In this paper, we initiate the study of local model reconstruction attacks for federated learning, where a honest-but-curious adversary eavesdrops the messages exchanged between a targeted client and the server, and then reconstructs the local/personalized model of the victim. The local model reconstruction attack allows the adversary to trigger other classical attacks in a more effective way, since the local model only depends on the client's data and can leak more private information than the global model learned by the server.
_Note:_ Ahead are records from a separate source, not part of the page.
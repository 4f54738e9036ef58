//! Bounded expanding-ring search for an admissible building.
//!
//! The origin cell is checked first, then square rings of Chebyshev radius
//! `r = 1, 2, …` around it.  Each ring's boundary is clipped to the grid.
//! Within a ring, cells are visited top edge, bottom edge, left edge, right
//! edge; only ring distance is meaningful to callers.
//!
//! The search stops at the first hit, or when
//!
//! - every ring that intersects the grid has been scanned,
//! - the ring radius exceeds `radius_limit`, or
//! - reaching the ring at `rate` cells per unit would arrive after the
//!   admission window closes.
//!
//! A miss is not an error; callers fall back to a location they already know.

use hp_core::{BuildingId, CellPos, TimeUnit, travel_units};

use crate::{Admission, SpatialIndex};

/// Parameters of one search.
#[derive(Copy, Clone, Debug)]
pub struct SearchRequest {
    pub origin:       CellPos,
    pub admission:    Admission,
    /// Largest ring radius to scan; `None` scans the whole grid.
    pub radius_limit: Option<u32>,
    /// Cells per time unit used for the arrival-time bound.
    pub rate:         u32,
}

impl SearchRequest {
    pub fn new(origin: CellPos, admission: Admission) -> Self {
        Self { origin, admission, radius_limit: None, rate: 1 }
    }

    pub fn radius(mut self, limit: Option<u32>) -> Self {
        self.radius_limit = limit;
        self
    }

    pub fn rate(mut self, rate: u32) -> Self {
        self.rate = rate;
        self
    }

    fn arrival_too_late(&self, r: u32) -> bool {
        let arrival: TimeUnit = self.admission.start + travel_units(r, self.rate);
        arrival > self.admission.end
    }
}

impl SpatialIndex {
    /// Find the nearest (by ring) building that admits `req.admission`.
    pub fn find_available_building(&self, req: &SearchRequest) -> Option<BuildingId> {
        if !self.contains(req.origin) {
            return None;
        }
        if let Some(id) = self.first_admissible(req.origin, &req.admission) {
            return Some(id);
        }

        let max_ring = self.max_ring(req.origin);
        for r in 1..=max_ring {
            if req.radius_limit.is_some_and(|limit| r > limit) || req.arrival_too_late(r) {
                break;
            }
            let hit = ring_cells(req.origin, r, self.rows(), self.cols())
                .find_map(|cell| self.first_admissible(cell, &req.admission));
            if hit.is_some() {
                return hit;
            }
        }
        None
    }

    /// Largest ring radius around `origin` that still touches the grid.
    fn max_ring(&self, origin: CellPos) -> u32 {
        let down  = self.rows() - 1 - origin.row;
        let right = self.cols() - 1 - origin.col;
        origin.row.max(down).max(origin.col).max(right)
    }
}

/// Boundary cells of the ring of radius `r > 0` around `origin`, clipped to
/// a `rows × cols` grid.  Each cell is yielded once.
pub fn ring_cells(origin: CellPos, r: u32, rows: u32, cols: u32) -> impl Iterator<Item = CellPos> {
    let (r, row, col) = (r as i64, origin.row as i64, origin.col as i64);
    let in_grid = move |(y, x): (i64, i64)| {
        (y >= 0 && x >= 0 && y < rows as i64 && x < cols as i64).then(|| CellPos::new(y as u32, x as u32))
    };

    let top    = (col - r..=col + r).map(move |x| (row - r, x));
    let bottom = (col - r..=col + r).map(move |x| (row + r, x));
    let left   = (row - r + 1..=row + r - 1).map(move |y| (y, col - r));
    let right  = (row - r + 1..=row + r - 1).map(move |y| (y, col + r));

    top.chain(bottom).chain(left).chain(right).filter_map(in_grid)
}
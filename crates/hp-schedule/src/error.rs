use thiserror::Error;

use hp_core::TimeUnit;

#[derive(Debug, Error)]
pub enum ScheduleError {
    #[error("schedule parse error: {0}")]
    Parse(String),

    #[error("schedule invariant violated at slot {slot}: {reason}")]
    Invariant { slot: usize, reason: String },

    #[error("schedule is empty")]
    Empty,

    #[error("schedule ends at {0}, not at the end of the week")]
    Incomplete(TimeUnit),

    #[error("I/O error: {0}")]
    Io(#[from] std::io::Error),
}

pub type ScheduleResult<T> = Result<T, ScheduleError>;
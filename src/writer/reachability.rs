//! Reachability sweep over the object graph.
//!
//! Objects not reachable from the trailer are garbage: pages dropped by a
//! delete or split, replaced content streams, old page tree nodes.

use crate::document::Document;
use crate::object::{Object, ObjectRef};
use std::collections::HashSet;

/// Objects reachable from the trailer's `/Root` and `/Info`.
///
/// A stream's `/Length` edge is not followed because the serializer always
/// writes the length directly. Dangling references are ignored.
pub fn live_objects(doc: &Document) -> HashSet<ObjectRef> {
    let mut live = HashSet::new();
    let mut stack: Vec<ObjectRef> = ["Root", "Info"]
        .iter()
        .filter_map(|key| doc.trailer().get(*key))
        .filter_map(|o| o.as_reference())
        .collect();

    let mut edges = Vec::new();
    while let Some(r) = stack.pop() {
        let Some(obj) = doc.get(r) else {
            continue;
        };
        if !live.insert(r) {
            continue;
        }
        edges.clear();
        match obj {
            Object::Stream { dict, .. } => {
                for (key, value) in dict {
                    if key != "Length" {
                        value.collect_references(&mut edges);
                    }
                }
            },
            other => other.collect_references(&mut edges),
        }
        stack.extend(edges.iter().filter(|e| !live.contains(*e)));
    }
    live
}
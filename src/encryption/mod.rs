//! Standard security handler.
//!
//! Supports the password-based Standard handler in all revisions a reader
//! meets in practice:
//!
//! - RC4 40-bit (V1, R2) and RC4 up to 128-bit (V2, R3; V4 with `/CFM /V2`)
//! - AES-128 (V4, R4, `/CFM /AESV2`)
//! - AES-256 (V5, R5 and R6, `/CFM /AESV3`)
//!
//! Reading goes through [`EncryptionHandler`], which authenticates a
//! password and yields a [`SecurityState`]. Writing builds a fresh
//! [`SecurityState`] from an [`EncryptionConfig`]. Either way the state
//! holds the file key and the `/Encrypt` dictionary that the serializer
//! emits.
//!
//! References: ISO 32000-1 section 7.6, ISO 32000-2 section 7.6.4.

use crate::error::{Error, Result};
use crate::object::{Dict, Object, ObjectRef};
use bitflags::bitflags;
use md5::{Digest, Md5};
use serde::{Deserialize, Serialize};

mod aes;
mod algorithms;
mod handler;
mod rc4;
mod write_handler;

pub use handler::EncryptionHandler;

/// Cipher and key size of a Standard handler.
#[derive(Debug, Clone, Copy, PartialEq, Eq, Hash, Serialize, Deserialize)]
#[serde(rename_all = "kebab-case")]
pub enum Algorithm {
    /// RC4 with a 40-bit key (V1, R2)
    Rc4_40,
    /// RC4 with a key of up to 128 bits (V2, R3)
    Rc4_128,
    /// AES-128 in CBC mode (V4, R4)
    Aes128,
    /// AES-256 in CBC mode (V5, R6)
    Aes256,
}

impl Algorithm {
    /// File key length in bytes when writing.
    pub fn key_length(&self) -> usize {
        match self {
            Algorithm::Rc4_40 => 5,
            Algorithm::Rc4_128 | Algorithm::Aes128 => 16,
            Algorithm::Aes256 => 32,
        }
    }

    /// `(V, R)` written for this algorithm.
    pub fn version_revision(&self) -> (u32, u32) {
        match self {
            Algorithm::Rc4_40 => (1, 2),
            Algorithm::Rc4_128 => (2, 3),
            Algorithm::Aes128 => (4, 4),
            Algorithm::Aes256 => (5, 6),
        }
    }

    /// Whether strings and streams use AES.
    pub fn is_aes(&self) -> bool {
        matches!(self, Algorithm::Aes128 | Algorithm::Aes256)
    }
}

impl std::str::FromStr for Algorithm {
    type Err = Error;

    fn from_str(s: &str) -> Result<Self> {
        match s.to_ascii_lowercase().as_str() {
            "rc4-40" | "rc4_40" => Ok(Algorithm::Rc4_40),
            "rc4-128" | "rc4_128" | "rc4" => Ok(Algorithm::Rc4_128),
            "aes-128" | "aes128" => Ok(Algorithm::Aes128),
            "aes-256" | "aes256" | "aes" => Ok(Algorithm::Aes256),
            other => Err(Error::UnsupportedEncryption(other.to_string())),
        }
    }
}

bitflags! {
    /// User access permissions (`/P`).
    ///
    /// Per ISO 32000-1 Table 22. Only the meaningful bits are modelled;
    /// the reserved bits are filled in by [`Permissions::to_p`].
    #[derive(Debug, Clone, Copy, PartialEq, Eq, Hash)]
    pub struct Permissions: u32 {
        /// Bit 3: print the document
        const PRINT = 1 << 2;
        /// Bit 4: modify contents
        const MODIFY = 1 << 3;
        /// Bit 5: copy or extract text and graphics
        const COPY = 1 << 4;
        /// Bit 6: add or modify annotations, fill forms
        const ANNOTATE = 1 << 5;
        /// Bit 9: fill existing form fields
        const FILL_FORMS = 1 << 8;
        /// Bit 10: extract for accessibility
        const EXTRACT_ACCESSIBILITY = 1 << 9;
        /// Bit 11: assemble (insert, rotate, delete pages)
        const ASSEMBLE = 1 << 10;
        /// Bit 12: high-quality printing
        const PRINT_HIGH_QUALITY = 1 << 11;
    }
}

impl Permissions {
    /// The signed `/P` value with reserved bits set as the format requires.
    pub fn to_p(self) -> i32 {
        (0xFFFF_F0C0u32 | self.bits()) as i32
    }

    /// Permissions from a `/P` value; reserved bits are dropped.
    pub fn from_p(p: i32) -> Self {
        Self::from_bits_truncate(p as u32)
    }
}

impl Default for Permissions {
    fn default() -> Self {
        Self::all()
    }
}

/// Parameters for encrypting a document.
#[derive(Debug, Clone)]
pub struct EncryptionConfig {
    /// Password required to open the document (may be empty)
    pub user_password: String,
    /// Password granting full access; empty means "same as user"
    pub owner_password: String,
    /// Cipher to use
    pub algorithm: Algorithm,
    /// Granted permissions
    pub permissions: Permissions,
    /// Whether `/Type /Metadata` streams are encrypted too
    pub encrypt_metadata: bool,
}

impl EncryptionConfig {
    /// AES-256 with every permission granted.
    pub fn new(user_password: impl Into<String>, owner_password: impl Into<String>) -> Self {
        Self {
            user_password: user_password.into(),
            owner_password: owner_password.into(),
            algorithm: Algorithm::Aes256,
            permissions: Permissions::all(),
            encrypt_metadata: true,
        }
    }

    /// Choose the cipher.
    pub fn with_algorithm(mut self, algorithm: Algorithm) -> Self {
        self.algorithm = algorithm;
        self
    }

    /// Restrict permissions.
    pub fn with_permissions(mut self, permissions: Permissions) -> Self {
        self.permissions = permissions;
        self
    }

    /// Leave metadata streams in the clear.
    pub fn with_encrypt_metadata(mut self, encrypt_metadata: bool) -> Self {
        self.encrypt_metadata = encrypt_metadata;
        self
    }
}

/// Parsed `/Encrypt` dictionary.
#[derive(Debug, Clone)]
pub struct EncryptDict {
    /// Security handler name (only "Standard" is supported)
    pub filter: String,
    /// `/V`
    pub version: u32,
    /// `/R`
    pub revision: u32,
    /// `/Length` in bits, if present
    pub length: Option<u32>,
    /// `/O`
    pub owner_key: Vec<u8>,
    /// `/U`
    pub user_key: Vec<u8>,
    /// `/OE` (R5/R6)
    pub owner_encryption: Option<Vec<u8>>,
    /// `/UE` (R5/R6)
    pub user_encryption: Option<Vec<u8>>,
    /// `/P`
    pub permissions: i32,
    /// `/EncryptMetadata`, default true
    pub encrypt_metadata: bool,
    /// `/CFM` of the default stream crypt filter (V4/V5)
    pub crypt_method: Option<String>,
}

impl EncryptDict {
    /// Read the entries of an `/Encrypt` dictionary.
    pub fn from_dict(dict: &Dict) -> Result<Self> {
        let int = |key: &str| dict.get(key).and_then(|o| o.as_integer());
        let bytes = |key: &str| dict.get(key).and_then(|o| o.as_string()).map(|s| s.to_vec());

        let filter = dict
            .get("Filter")
            .and_then(|o| o.as_name())
            .ok_or_else(|| Error::InvalidPdf("Encrypt dictionary missing /Filter".to_string()))?
            .to_string();
        let version = int("V").unwrap_or(0).max(0) as u32;
        let revision = int("R")
            .ok_or_else(|| Error::InvalidPdf("Encrypt dictionary missing /R".to_string()))?
            .max(0) as u32;
        let owner_key = bytes("O")
            .ok_or_else(|| Error::InvalidPdf("Encrypt dictionary missing /O".to_string()))?;
        let user_key = bytes("U")
            .ok_or_else(|| Error::InvalidPdf("Encrypt dictionary missing /U".to_string()))?;
        let permissions = int("P")
            .ok_or_else(|| Error::InvalidPdf("Encrypt dictionary missing /P".to_string()))?
            as i32;

        // default crypt filter: /CF << /StdCF << /CFM /AESV2 >> >> /StmF /StdCF
        let crypt_method = dict
            .get("StmF")
            .and_then(|o| o.as_name())
            .and_then(|stmf| dict.get("CF")?.as_dict()?.get(stmf)?.as_dict())
            .and_then(|cf| cf.get("CFM")?.as_name())
            .map(|s| s.to_string());

        Ok(Self {
            filter,
            version,
            revision,
            length: int("Length").map(|l| l.max(0) as u32),
            owner_key,
            user_key,
            owner_encryption: bytes("OE"),
            user_encryption: bytes("UE"),
            permissions,
            encrypt_metadata: dict
                .get("EncryptMetadata")
                .and_then(|o| o.as_bool())
                .unwrap_or(true),
            crypt_method,
        })
    }

    /// Cipher named by `/V`, `/R` and the default crypt filter.
    pub fn algorithm(&self) -> Result<Algorithm> {
        if self.filter != "Standard" {
            return Err(Error::UnsupportedEncryption(format!(
                "security handler /{}",
                self.filter
            )));
        }
        match (self.version, self.revision) {
            (1, 2) => Ok(Algorithm::Rc4_40),
            (2, 2..=3) => Ok(Algorithm::Rc4_128),
            (4, 4) => match self.crypt_method.as_deref() {
                Some("AESV2") => Ok(Algorithm::Aes128),
                Some("V2") => Ok(Algorithm::Rc4_128),
                other => Err(Error::UnsupportedEncryption(format!(
                    "V4 crypt filter {}",
                    other.unwrap_or("(none)")
                ))),
            },
            (5, 5..=6) => Ok(Algorithm::Aes256),
            (v, r) => Err(Error::UnsupportedEncryption(format!("V={} R={}", v, r))),
        }
    }

    /// File key length in bytes for revisions 2 to 4.
    pub fn key_length_bytes(&self) -> usize {
        match self.version {
            1 => 5,
            4 if self.crypt_method.as_deref() == Some("AESV2") => 16,
            5 => 32,
            _ => self.length.map(|bits| (bits / 8) as usize).unwrap_or(5).clamp(5, 16),
        }
    }
}

/// Unlocked encryption parameters of a document.
///
/// Present on documents that were opened with a valid password and on
/// documents encrypted by [`crate::ops::encrypt`]. The serializer uses it
/// to emit `/Encrypt` and to encrypt every string and stream.
#[derive(Debug, Clone, PartialEq)]
pub struct SecurityState {
    /// The `/Encrypt` dictionary to emit
    pub encrypt_dict: Dict,
    /// Cipher in use
    pub algorithm: Algorithm,
    /// File key
    pub key: Vec<u8>,
    /// Whether metadata streams are encrypted
    pub encrypt_metadata: bool,
    /// Seed for deterministic AES IVs
    pub iv_seed: [u8; 16],
}

impl SecurityState {
    /// Per-object key (algorithm 1). AES-256 uses the file key directly.
    pub fn object_key(&self, id: ObjectRef) -> Vec<u8> {
        if self.algorithm == Algorithm::Aes256 {
            return self.key.clone();
        }
        let mut hasher = Md5::new();
        hasher.update(&self.key);
        hasher.update(&id.num.to_le_bytes()[..3]);
        hasher.update(id.gen.to_le_bytes());
        if self.algorithm.is_aes() {
            hasher.update(b"sAlT");
        }
        let hash = hasher.finalize();
        hash[..(self.key.len() + 5).min(16)].to_vec()
    }

    /// Decrypt a string or stream payload belonging to object `id`.
    pub fn decrypt_bytes(&self, id: ObjectRef, data: &[u8]) -> Result<Vec<u8>> {
        let key = self.object_key(id);
        if !self.algorithm.is_aes() {
            return Ok(rc4::rc4_crypt(&key, data));
        }
        if data.len() < 16 {
            // shorter than the IV: nothing was encrypted
            return Ok(Vec::new());
        }
        let (iv, ciphertext) = data.split_at(16);
        aes::aes_cbc_decrypt(&key, iv, ciphertext)
            .map_err(|e| Error::Decode(format!("AES decryption of {} failed: {}", id, e)))
    }

    /// Whether a stream with this dictionary is exempt from encryption.
    pub fn is_exempt_stream(&self, dict: &Dict) -> bool {
        match dict.get("Type").and_then(|o| o.as_name()) {
            Some("XRef") => true,
            Some("Metadata") => !self.encrypt_metadata,
            _ => false,
        }
    }

    /// Apply `f` to every string in `obj`.
    pub(crate) fn map_strings(
        obj: &mut Object,
        f: &mut dyn FnMut(&[u8]) -> Result<Vec<u8>>,
    ) -> Result<()> {
        match obj {
            Object::String(s) => *s = f(s)?,
            Object::Array(arr) => {
                for item in arr.iter_mut() {
                    Self::map_strings(item, f)?;
                }
            },
            Object::Dictionary(d) | Object::Stream { dict: d, .. } => {
                for value in d.values_mut() {
                    Self::map_strings(value, f)?;
                }
            },
            _ => {},
        }
        Ok(())
    }

    /// Decrypt all strings and the stream payload of one indirect object in place.
    pub fn decrypt_object(&self, id: ObjectRef, obj: &mut Object) -> Result<()> {
        Self::map_strings(obj, &mut |s| self.decrypt_bytes(id, s))?;
        if let Object::Stream { dict, data } = obj {
            if !self.is_exempt_stream(dict) {
                *data = bytes::Bytes::from(self.decrypt_bytes(id, data)?);
            }
        }
        Ok(())
    }
}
Additionally, we propose a novel model-based attribute inference attack in federated learning leveraging the local model reconstruction attack. We provide an analytical lower-bound for this attribute inference attack. Empirical results using real world datasets confirm that our local reconstruction attack works well for both regression and classification tasks. Moreover, we benchmark our novel attribute inference attack against the state-of-the-art attacks in federated learning. Our attack results in higher reconstruction accuracy especially when the clients' datasets are heterogeneous. Our work provides a new angle for designing powerful and explainable attacks to effectively quantify the privacy risk in FL.

翻译：本文开创性地研究了联邦学习中的本地模型重构攻击，其中诚实但好奇的敌手通过窃听目标客户端与服务器之间的通信消息，重构受害者的本地/个性化模型。由于本地模型仅取决于客户端数据，且比服务器学习的全局模型可能泄露更多隐私信息，该攻击能使敌手以更高效的方式触发其他经典攻击。此外，我们提出一种基于本地模型重构攻击的新型联邦学习属性推断攻击，并给出了该攻击的理论下界分析。基于真实数据集的实验结果表明，我们的本地重构攻击在回归和分类任务中均表现良好。进一步地，我们将新型属性推断攻击与联邦学习领域最先进的攻击方法进行对比验证。实验证明，当客户端数据呈现异构特性时，我们的攻击能实现更高的重构准确率。本研究为设计高效且可解释的攻击方法提供了新视角，以更有效地量化联邦学习中的隐私风险。